Potential Change for “Pay-if-Paid” and “Pay-when-Paid” Clauses in Michigan

Joshua Wilk | Clark Hill

To understand the difference between the two contractual clauses, it is important for general contractors and subcontractors to know the following:

  • A “pay-if-paid” clause makes payment of the general contractor by the owner a condition precedent to the subcontractor getting paid—meaning if the general contractor does not get paid—neither does the subcontractor.
  • In contrast, a “pay-when-paid” clause is a mechanism that delays the time in which a general contractor must pay a subcontractor, but never totally extinguishes the responsibility.

Under current Michigan law, a contract may contain a “pay-if-paid” clause stating that the subcontractor will be paid only after the general contractor is paid. Given pay-if-paid provisions are enforceable, there is reason to believe that Michigan courts would also enforce a pay-when-paid provision addressing the timing of the contractor’s payment obligation.

Some states (e.g., New YorkOhio, and Wisconsin) have passed legislation to limit the use of pay-if-paid clauses. In Michigan, courts have emphasized that parties are free to make whatever agreement they like, and courts will enforce the agreement as written, absent highly unusual circumstances (i.e., a contract in violation of law or public policy). Based on the Michigan Supreme Court holding in Berkel, for a “pay-if-paid” provision to be enforced, receiving payment as condition precedent to paying a lower tier subcontractor must be clear, unambiguous, and carefully worded.

Pending House Bill 4837

On June 22, 2023, House Bill  4837 (“HB 4837”), known as the proposed Construction Payment Act was introduced. The passage of HB 4837 would mandate design and construction contracts contain specific payment provisions, override certain negotiated payment terms, and prohibit certain provisions completely.

HB 4837—as related to pay-if-paid clauses—seeks to overturn Berkel and its progeny. Specific to pay-if-paid provisions, Section 7 holds the following requirements of contractual provisions void and unenforceable as against public policy:

  1. that a contractor assumes the risk of nonpayment of the owner,
  2. that a contractor waive any statutory or other right to commence litigation or arbitration until payment is made to the general or prime contractor,
  3. that conditions the obligation of the surety under a payment bond upon payment by the owner, or
  4. that a subcontractor or a lower-tiered contractor rely on the credit of the owner and not on the credit of the general or prime contractor or of a bonding company.

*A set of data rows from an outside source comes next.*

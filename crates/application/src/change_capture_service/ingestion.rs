use auditrail_core::{ActorIdentity, AppError, AppResult};
use auditrail_domain::{Capability, TrackedChange};

use crate::authorization_gate::{AuthorizationGate, ProtectedOperation};

use super::ChangeCaptureService;

#[cfg(test)]
mod tests;

/// Accepts committed changes reported by upstream services.
///
/// Reporters need `audit.ingest` or `audit.admin`. A tenant-bound reporter can
/// only report changes for its own tenant.
#[derive(Clone)]
pub struct ChangeIngestionService {
    capture: ChangeCaptureService,
    authorization_gate: AuthorizationGate,
}

impl ChangeIngestionService {
    /// Creates the service.
    #[must_use]
    pub fn new(capture: ChangeCaptureService, authorization_gate: AuthorizationGate) -> Self {
        Self {
            capture,
            authorization_gate,
        }
    }

    /// Authorizes the reporter, scopes each change to its tenant and captures them.
    pub async fn ingest(
        &self,
        actor: &ActorIdentity,
        mut changes: Vec<TrackedChange>,
    ) -> AppResult<usize> {
        self.authorization_gate
            .authorize(
                actor,
                &ProtectedOperation::new(
                    "audit.changes.ingest",
                    [Capability::AuditIngest, Capability::AuditAdmin],
                ),
            )
            .await?;

        for change in &mut changes {
            change.tenant_id = match (actor.tenant_id(), change.tenant_id) {
                (Some(own), Some(other)) if own != other => {
                    return Err(AppError::Forbidden(
                        "changes may only be reported for the actor's own tenant".to_owned(),
                    ));
                }
                (Some(own), _) => Some(own),
                (None, requested) => requested,
            };
        }

        Ok(self.capture.capture(&changes))
    }
}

Passage of HB 4837(7) would result in the unenforceability of pay-if-paid clauses. Where parties have reached an agreement regarding the payment process and dates, HB 4837 would void conflicting contractual provisions and impose a penalty on “late” payments “wrongfully withheld” at 12% per annum accruing on the “day after the required date and ending on the date the payment amount due is paid.”

HB 4837 has been referred—and is pending in the Michigan House of Representatives, Economic Development and Small Business Committee—waiting to be passed out of committee for amendment or approval.

Current Situation

Under Michigan’s current controlling case, Berkelthere was no ambiguity in a contract clause between a general contractor and subcontractor which provided, “all payments to the subcontractor [were] made only from equivalent payments received by the general contractor from the project owner.” The contract contained no language limiting payment to any “reasonable time,” but instead conditioned payment of the subcontractor to the owner’s payment of the general contractor. Thereafter, the general contractor was not required to pay the subcontractor until the condition precedent of receiving payment from the owner was satisfied.

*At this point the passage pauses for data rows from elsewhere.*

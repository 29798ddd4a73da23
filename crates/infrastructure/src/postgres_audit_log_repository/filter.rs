use auditrail_application::AuditLogFilter;
use sqlx::{Postgres, QueryBuilder};

/// Appends the `WHERE` clause for an audit log filter.
pub(super) fn push_filter(builder: &mut QueryBuilder<'_, Postgres>, filter: &AuditLogFilter) {
    builder.push(" WHERE TRUE");

    if let Some(tenant_id) = filter.tenant_id {
        builder.push(" AND tenant_id = ");
        builder.push_bind(tenant_id.as_uuid());
    }
    if let Some(actor_id) = filter.actor_id {
        builder.push(" AND actor_id = ");
        builder.push_bind(actor_id.as_uuid());
    }
    if let Some(entity_type) = filter.entity_type.as_deref() {
        builder.push(" AND lower(entity_type) = lower(");
        builder.push_bind(entity_type.to_owned());
        builder.push(")");
    }
    if let Some(entity_id) = filter.entity_id.as_deref() {
        builder.push(" AND entity_id = ");
        builder.push_bind(entity_id.to_owned());
    }
    if let Some(from) = filter.from {
        builder.push(" AND occurred_at >= ");
        builder.push_bind(from);
    }
    if let Some(to) = filter.to {
        builder.push(" AND occurred_at <= ");
        builder.push_bind(to);
    }
    if !filter.categories.is_empty() {
        builder.push(" AND category = ANY(");
        builder.push_bind(
            filter
                .categories
                .iter()
                .map(|category| category.as_str().to_owned())
                .collect::<Vec<_>>(),
        );
        builder.push(")");
    }
    if !filter.severities.is_empty() {
        builder.push(" AND severity = ANY(");
        builder.push_bind(
            filter
                .severities
                .iter()
                .map(|severity| severity.as_str().to_owned())
                .collect::<Vec<_>>(),
        );
        builder.push(")");
    }
    if !filter.actions.is_empty() {
        builder.push(" AND action = ANY(");
        builder.push_bind(
            filter
                .actions
                .iter()
                .map(ToString::to_string)
                .collect::<Vec<_>>(),
        );
        builder.push(")");
    }
    if let Some(changed_field) = filter.changed_field.as_deref() {
        builder.push(
            " AND EXISTS (SELECT 1 FROM unnest(changed_fields) AS changed_field WHERE changed_field ILIKE ",
        );
        builder.push_bind(format!("%{}%", escape_like(changed_field)));
        builder.push(")");
    }
}

fn escape_like(value: &str) -> String {
    value
        .replace('\\', "\\\\")
        .replace('%', "\\%")
        .replace('_', "\\_")
}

More recently in Macomb Mechanical, the Michigan Court of Appeals found that a pay-if-paid provision in a subcontract may not apply to compensation for additional work where no change order was issued, and the additional work never became part of the subcontract. Because the additional work never became part of the subcontract, the default payment time is “a reasonable time,” instead of according to the pay-if-paid provision of the subcontract. While Berkel and Macomb Mechanical are precedential, HB 4837 was introduced and seeks to render pay-if-paid clauses unenforceable.

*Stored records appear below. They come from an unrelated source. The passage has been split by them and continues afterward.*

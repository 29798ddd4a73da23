use std::sync::Arc;

use auditrail_application::{
    AuditLogService, AuthorizationGate, CapturePolicy, ChangeCaptureService,
    ChangeIngestionService, IsolationGuardedExecutor, RequestContextSource,
    SchemaIsolationValidator, SecurityFindingsService, TenantResolutionCache,
};
use auditrail_core::AppError;
use auditrail_infrastructure::{
    InMemoryAuditStatisticsCache, PostgresAuditLogRepository, PostgresPermissionLookup,
    PostgresSecurityFindingRepository, PostgresStatementExecutor, PostgresTenantRegistry,
};
use sqlx::PgPool;
use tracing::info;

use crate::api_config::ApiConfig;
use crate::request_context::TaskLocalRequestContext;
use crate::state::AppState;

mod dispatch;

pub fn build_app_state(
    pool: PgPool,
    fallback_pool: PgPool,
    config: &ApiConfig,
) -> Result<AppState, AppError> {
    let request_context: Arc<dyn RequestContextSource> = Arc::new(TaskLocalRequestContext);
    let pipeline = dispatch::start_audit_pipeline(&pool, fallback_pool, config)?;

    let authorization_gate = AuthorizationGate::new(
        Arc::new(PostgresPermissionLookup::new(pool.clone())),
        pipeline.sink.clone(),
        request_context.clone(),
    );

    let audit_log_service = AuditLogService::new(
        Arc::new(PostgresAuditLogRepository::new(pool.clone())),
        Arc::new(InMemoryAuditStatisticsCache::new()),
        config.statistics_cache_ttl_seconds,
        authorization_gate.clone(),
        pipeline.sink.clone(),
    );

    let findings = Arc::new(PostgresSecurityFindingRepository::new(pool.clone()));
    let security_findings_service =
        SecurityFindingsService::new(findings.clone(), findings, authorization_gate.clone());

    let capture_policy = CapturePolicy::standard()?
        .with_extra_sensitive_fields(config.extra_sensitive_fields.iter());
    let change_capture_service = ChangeCaptureService::new(
        Arc::new(capture_policy),
        pipeline.sink,
        request_context,
    );
    let change_ingestion_service =
        ChangeIngestionService::new(change_capture_service, authorization_gate.clone());

    let isolation_validator = Arc::new(SchemaIsolationValidator::new(config.isolation_policy)?);
    let statement_executor = Arc::new(IsolationGuardedExecutor::new(
        Arc::new(PostgresStatementExecutor::new(pool.clone())),
        isolation_validator.clone(),
    ));
    info!(
        policy = config.isolation_policy.as_str(),
        "schema isolation validator enabled"
    );

    let tenant_cache = Arc::new(TenantResolutionCache::new(
        Arc::new(PostgresTenantRegistry::new(pool)),
        config.tenant_cache_max_age,
    ));

    Ok(AppState {
        audit_log_service,
        change_ingestion_service,
        security_findings_service,
        authorization_gate,
        tenant_cache,
        dispatcher: pipeline.dispatcher,
        statement_executor,
        isolation_validator,
        trusted_proxies: config.trusted_proxies.clone().into(),
    })
}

Proper guidance from a knowledgeable professional can help general contractors and subcontractors reduce their risks and protect their interests with pay-if-paid clauses. If you have any questions on the enforceability of such a clause, or its application to your project, consult your attorney or anyone in Clark Hill’s Construction Practice Group.


When one of your cases is in need of a construction expert, estimates, insurance appraisal or umpire services in defect or insurance disputes – please call Advise & Consult, Inc. at 888.684.8305, or email experts@adviseandconsult.net.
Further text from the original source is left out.